The avoidable mistakes here are all upstream of the filing: weak screening, an informal lease, sloppy rent receipts, and notice templates pulled off the internet that don't match Idaho's statutory language. Fix those four, and most cases settle or default. Skip them, and a $2,447 all-in fight is the realistic worst case.
04bPractical traps
Local traps to avoid in Carey
Trap · 2.3/10
Comparative benchmarking matters in markets like this. Carey's 4.0/10 is below the Idaho state average. Rent-control-risk sub-score: 2.3/10. See the nearby cities grid below for direct A-vs-B comparison.
05FAQ
Frequently asked questions
Q1
What's the absolute fastest I can get a tenant out for non-payment in Carey?
The fastest practical timeline starts with a 3-day pay-or-quit notice. If they don't comply, you file for eviction. A court hearing could be scheduled within a week or two, and if you win, a Writ of Restitution could be issued shortly after. You're looking at roughly 2-3 weeks from serving notice to sheriff lockout in the best-case, uncontested scenario. The typical timeline is 22 days.
Q2
Can I really keep the entire security deposit if a tenant trashes my place?
Yes, you can deduct from the security deposit for actual damages beyond normal wear and tear, and for unpaid rent or cleaning costs. You must provide an itemized list of deductions within 21 days of the tenant moving out. Keep detailed records and photos of the damage. If the damages exceed the deposit, you can pursue the tenant in small claims court, but collecting can be difficult.
Q3
Do I need a lawyer for every eviction in Carey?
You are not legally required to have a lawyer for an eviction in Idaho.
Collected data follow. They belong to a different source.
pub mod dispatch;
pub mod manager;
pub mod session;
pub mod state;

use crate::flow::state::FlowState;
use crate::message::ConversationMessage;
use async_trait::async_trait;
use serde::Serialize;
use serde_json::{json, Map, Value};
use std::collections::BTreeMap;
use std::fmt::Debug;
use std::sync::Arc;
use thiserror::Error;

/// Validated arguments handed to a function handler.
pub type FlowArgs = Map<String, Value>;

#[derive(Debug, Error)]
pub enum FlowError {
    #[error("function `{name}` is not available on node `{node}`")]
    UnknownFunction { name: String, node: String },
    #[error("invalid arguments for `{name}`: {details}")]
    SchemaValidation { name: String, details: String },
    #[error("stale function call for activation {got}, current activation is {current}")]
    StaleTransition { got: u64, current: u64 },
    #[error("handler for `{name}` failed: {details}")]
    HandlerFault { name: String, details: String },
    #[error("session is terminated")]
    SessionTerminated,
    #[error("flow manager is already initialized")]
    AlreadyInitialized,
    #[error("flow manager is not initialized")]
    NotInitialized,
}

/// What a handler hands back to the flow manager: the structured result fed
/// into the conversation, and the next node to activate (`None` = stay).
#[derive(Debug)]
pub struct HandlerOutcome {
    pub result: Value,
    pub next: Option<NodeConfig>,
}

impl HandlerOutcome {
    pub fn transition(result: Value, next: NodeConfig) -> Self {
        Self { result, next: Some(next) }
    }

    pub fn stay(result: Value) -> Self {
        Self { result, next: None }
    }
}

/// A function callable by the language model while its node is current.
///
/// Handlers write collected data into the session's [`FlowState`] and compute
/// the next node; anything long-running belongs to the surrounding pipeline.
#[async_trait]
pub trait FunctionHandler: Send + Sync + Debug {
    async fn call(&self, args: FlowArgs, state: &FlowState) -> anyhow::Result<HandlerOutcome>;
}

#[derive(Debug, Clone, Copy, PartialEq, Eq, Serialize)]
#[serde(rename_all = "snake_case")]
pub enum ParameterKind {
    String,
    Number,
    Integer,
    Boolean,
}

impl ParameterKind {
    fn type_name(&self) -> &'static str {
        match self {
            ParameterKind::String => "string",
            ParameterKind::Number => "number",
            ParameterKind::Integer => "integer",
            ParameterKind::Boolean => "boolean",
        }
    }
}

/// One typed property of a function's parameter schema.
#[derive(Debug, Clone)]
pub struct ParameterSpec {
    kind: ParameterKind,
    description: Option<String>,
    minimum: Option<f64>,
    maximum: Option<f64>,
}

impl ParameterSpec {
    pub fn string() -> Self {
        Self::of(ParameterKind::String)
    }

    pub fn number() -> Self {
        Self::of(ParameterKind::Number)
    }

    pub fn integer() -> Self {
        Self::of(ParameterKind::Integer)
    }

    pub fn boolean() -> Self {
        Self::of(ParameterKind::Boolean)
    }

    fn of(kind: ParameterKind) -> Self {
        Self { kind, description: None, minimum: None, maximum: None }
    }

    pub fn with_description(mut self, description: &str) -> Self {
        self.description = Some(description.to_string());
        self
    }

    pub fn with_minimum(mut self, minimum: f64) -> Self {
        self.minimum = Some(minimum);
        self
    }

    pub fn with_maximum(mut self, maximum: f64) -> Self {
        self.maximum = Some(maximum);
        self
    }

    fn to_json(&self) -> Value {
        let mut spec = Map::new();
        spec.insert("type".to_string(), json!(self.kind.type_name()));
        if let Some(description) = &self.description {
            spec.insert("description".to_string(), json!(description));
        }
        if let Some(minimum) = self.minimum {
            spec.insert("minimum".to_string(), json!(minimum));
        }
        if let Some(maximum) = self.maximum {
            spec.insert("maximum".to_string(), json!(maximum));
        }
        Value::Object(spec)
    }
}

/// Typed parameter schema declared on a function, convertible to the JSON
/// Schema document the dispatcher validates against.
#[derive(Debug, Clone, Default)]
pub struct ParameterSchema {
    properties: BTreeMap<String, ParameterSpec>,
    required: Vec<String>,
}

impl ParameterSchema {
    pub fn new() -> Self {
        Self::default()
    }

    pub fn property(mut self, name: &str, spec: ParameterSpec) -> Self {
        self.properties.insert(name.to_string(), spec);
        self
    }

    pub fn required(mut self, name: &str) -> Self {
        self.required.push(name.to_string());
        self
    }

    pub fn to_json_schema(&self) -> Value {
        let properties: Map<String, Value> = self
            .properties
            .iter()
            .map(|(name, spec)| (name.clone(), spec.to_json()))
            .collect();
        json!({
            "type": "object",
            "properties": properties,
            "required": self.required,
        })
    }
}

/// The declaration half of a [`FunctionSchema`], as advertised to the
/// language-model service.
#[derive(Debug, Clone, Serialize, PartialEq)]
pub struct FunctionDecl {
    pub name: String,
    pub description: String,
    pub parameters: Value,
}

/// A callable capability exposed to the language model.
#[derive(Debug, Clone)]
pub struct FunctionSchema {
    name: String,
    description: String,
    parameters: ParameterSchema,
    handler: Arc<dyn FunctionHandler>,
}

impl FunctionSchema {
    pub fn new(
        name: &str,
        description: &str,
        parameters: ParameterSchema,
        handler: Arc<dyn FunctionHandler>,
    ) -> Self {
        Self {
            name: name.to_string(),
            description: description.to_string(),
            parameters,
            handler,
        }
    }

    pub fn name(&self) -> &str {
        &self.name
    }

    pub fn description(&self) -> &str {
        &self.description
    }

    pub fn parameters(&self) -> &ParameterSchema {
        &self.parameters
    }

    pub fn handler(&self) -> &Arc<dyn FunctionHandler> {
        &self.handler
    }

    pub fn decl(&self) -> FunctionDecl {
        FunctionDecl {
            name: self.name.clone(),
            description: self.description.clone(),
            parameters: self.parameters.to_json_schema(),
        }
    }
}

/// Side-effecting instruction executed after a node's messages have been
/// delivered; at most once per activation.
#[derive(Debug, Clone, Copy, PartialEq, Eq)]
pub enum PostAction {
    EndConversation,
}

/// One conversational state: what the assistant is instructed to say, which
/// functions the model may invoke, and what happens after.
///
/// Transitions are returned by value from handlers, so a `NodeConfig` is a
/// plain record, not an entry in a static graph.
#[derive(Debug, Clone)]
pub struct NodeConfig {
    name: String,
    role_messages: Vec<ConversationMessage>,
    task_messages: Vec<ConversationMessage>,
    functions: Vec<FunctionSchema>,
    respond_immediately: bool,
    post_actions: Vec<PostAction>,
}

impl NodeConfig {
    pub fn new(name: &str) -> Self {
        Self {
            name: name.to_string(),
            role_messages: Vec::new(),
            task_messages: Vec::new(),
            functions: Vec::new(),
            // The assistant speaks for a freshly activated node unless told
            // to wait for the user first.
            respond_immediately: true,
            post_actions: Vec::new(),
        }
    }

    pub fn with_role_message(mut self, content: &str) -> Self {
        self.role_messages.push(ConversationMessage::system(content));
        self
    }

    pub fn with_task_message(mut self, content: &str) -> Self {
        self.task_messages.push(ConversationMessage::user(content));
        self
    }

    pub fn with_function(mut self, function: FunctionSchema) -> Self {
        self.functions.push(function);
        self
    }

    pub fn respond_immediately(mut self, respond: bool) -> Self {
        self.respond_immediately = respond;
        self
    }

    pub fn with_post_action(mut self, action: PostAction) -> Self {
        self.post_actions.push(action);
        self
    }

    pub fn name(&self) -> &str {
        &self.name
    }

    pub fn role_messages(&self) -> &[ConversationMessage] {
        &self.role_messages
    }

    pub fn task_messages(&self) -> &[ConversationMessage] {
        &self.task_messages
    }

    pub fn functions(&self) -> &[FunctionSchema] {
        &self.functions
    }

    pub fn function(&self, name: &str) -> Option<&FunctionSchema> {
        self.functions.iter().find(|f| f.name() == name)
    }

    pub fn responds_immediately(&self) -> bool {
        self.respond_immediately
    }

    pub fn post_actions(&self) -> &[PostAction] {
        &self.post_actions
    }

    pub fn function_decls(&self) -> Vec<FunctionDecl> {
        self.functions.iter().map(|f| f.decl()).collect()
    }
}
However, for most landlords, especially those with limited experience, hiring an attorney is highly recommended. They ensure proper procedure, handle court filings, and represent your interests, significantly reducing the risk of errors that could delay or even lose your case. Consider it an investment to protect your property and time.
Q4
What if my tenant refuses to leave after the sheriff serves the Writ of Restitution?
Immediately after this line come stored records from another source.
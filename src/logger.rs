use anyhow::{anyhow, Result};
use std::path::PathBuf;
use tracing_appender::rolling::{RollingFileAppender, Rotation};
use tracing_subscriber::prelude::*;
use tracing_subscriber::{fmt, EnvFilter, Registry};

/// Installs the global subscriber: a pretty stdout layer, plus a
/// daily-rolling newline-delimited JSON log when a directory is given.
pub fn init_tracing(log_level: &str, log_dir: Option<PathBuf>) -> Result<()> {
    let env_filter = EnvFilter::try_new(log_level).unwrap_or_else(|_| EnvFilter::new("info"));
    let stdout_layer = fmt::layer().with_thread_names(true);

    match log_dir {
        Some(dir) => {
            let appender = RollingFileAppender::new(Rotation::DAILY, dir, "voxflow.json");
            let file_layer = fmt::layer().json().with_writer(appender).with_ansi(false);
            Registry::default()
                .with(env_filter)
                .with(stdout_layer)
                .with(file_layer)
                .try_init()
                .map_err(|e| anyhow!("failed to install tracing subscriber: {e}"))?;
        }
        None => {
            Registry::default()
                .with(env_filter)
                .with(stdout_layer)
                .try_init()
                .map_err(|e| anyhow!("failed to install tracing subscriber: {e}"))?;
        }
    }
    Ok(())
}
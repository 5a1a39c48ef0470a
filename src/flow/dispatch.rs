use crate::flow::state::FlowState;
use crate::flow::{FlowArgs, FlowError, FunctionHandler, HandlerOutcome, NodeConfig};
use crate::message::ToolCall;
use serde_json::Value;
use tracing::{debug, warn};

/// Routes a function invocation requested by the model to its handler.
///
/// The call must name a function on the currently active node; its arguments
/// are validated against the declared parameter schema before the handler
/// runs. Validation failures are recoverable (`SchemaValidation`): the caller
/// feeds the structured error back into the conversation so the model can
/// re-ask. Handler failures are not (`HandlerFault`).
pub async fn dispatch(
    node: &NodeConfig,
    call: &ToolCall,
    state: &FlowState,
) -> Result<HandlerOutcome, FlowError> {
    let Some(function) = node.function(call.name()) else {
        warn!(
            "rejecting out-of-context call `{}` on node `{}`",
            call.name(),
            node.name()
        );
        return Err(FlowError::UnknownFunction {
            name: call.name().to_string(),
            node: node.name().to_string(),
        });
    };

    let args = validate_arguments(function.name(), &function.parameters().to_json_schema(), call.arguments())?;

    debug!("dispatching `{}` on node `{}`", function.name(), node.name());
    function
        .handler()
        .call(args, state)
        .await
        .map_err(|e| FlowError::HandlerFault {
            name: function.name().to_string(),
            details: e.to_string(),
        })
}

/// Structured error object fed back into the conversation in place of a
/// function result, in the same shape the model-service protocol expects.
pub fn error_result(error: &FlowError) -> Value {
    serde_json::json!({
        "status": "error",
        "error": error.to_string(),
    })
}

fn validate_arguments(name: &str, schema: &Value, arguments: &Value) -> Result<FlowArgs, FlowError> {
    let validator = jsonschema::validator_for(schema).map_err(|e| FlowError::SchemaValidation {
        name: name.to_string(),
        details: format!("parameter schema does not compile: {e}"),
    })?;

    let violations: Vec<String> = validator
        .iter_errors(arguments)
        .map(|e| e.to_string())
        .collect();
    if !violations.is_empty() {
        return Err(FlowError::SchemaValidation {
            name: name.to_string(),
            details: violations.join("; "),
        });
    }

    match arguments {
        Value::Object(map) => Ok(map.clone()),
        other => Err(FlowError::SchemaValidation {
            name: name.to_string(),
            details: format!("arguments must be an object, got {other}"),
        }),
    }
}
Once the Writ of Restitution is issued and served by the sheriff, the tenant no longer has a legal right to be on the property. If they refuse to leave, the sheriff will physically remove them. This is not your responsibility to enforce; it's the sheriff's. Do not attempt to remove them yourself. That's where you get into legal trouble.
Q5
Is "cash for keys" a legitimate option here?
Absolutely. "Cash for keys" is a completely legitimate and often smart strategy in Carey. You offer a tenant a sum of money in exchange for them voluntarily moving out by a specific date, leaving the property clean and signing a mutual termination agreement. It avoids the time, stress, and cost of a formal eviction. Always get the agreement in writing.
A 4.0/10 places Carey in the 74th percentile of Idaho cities on the Eviction Risk Score index. The score is the average of the nine sub-axes, all calibrated on a national 1–10 scale where 1 is most landlord-friendly and 10 is most tenant-protective. The 50-year reconstruction shows this score has climbed steadily since 1976 — a structural drift driven by court-calendar growth, rent-control adoption, and the rise of tenant-side legal aid. The trajectory matters more than the snapshot: the score is the climate, not the weather.
Cities with similar eviction risk to Carey (4.0/10)
Same risk band nationally · click any city for its full breakdown.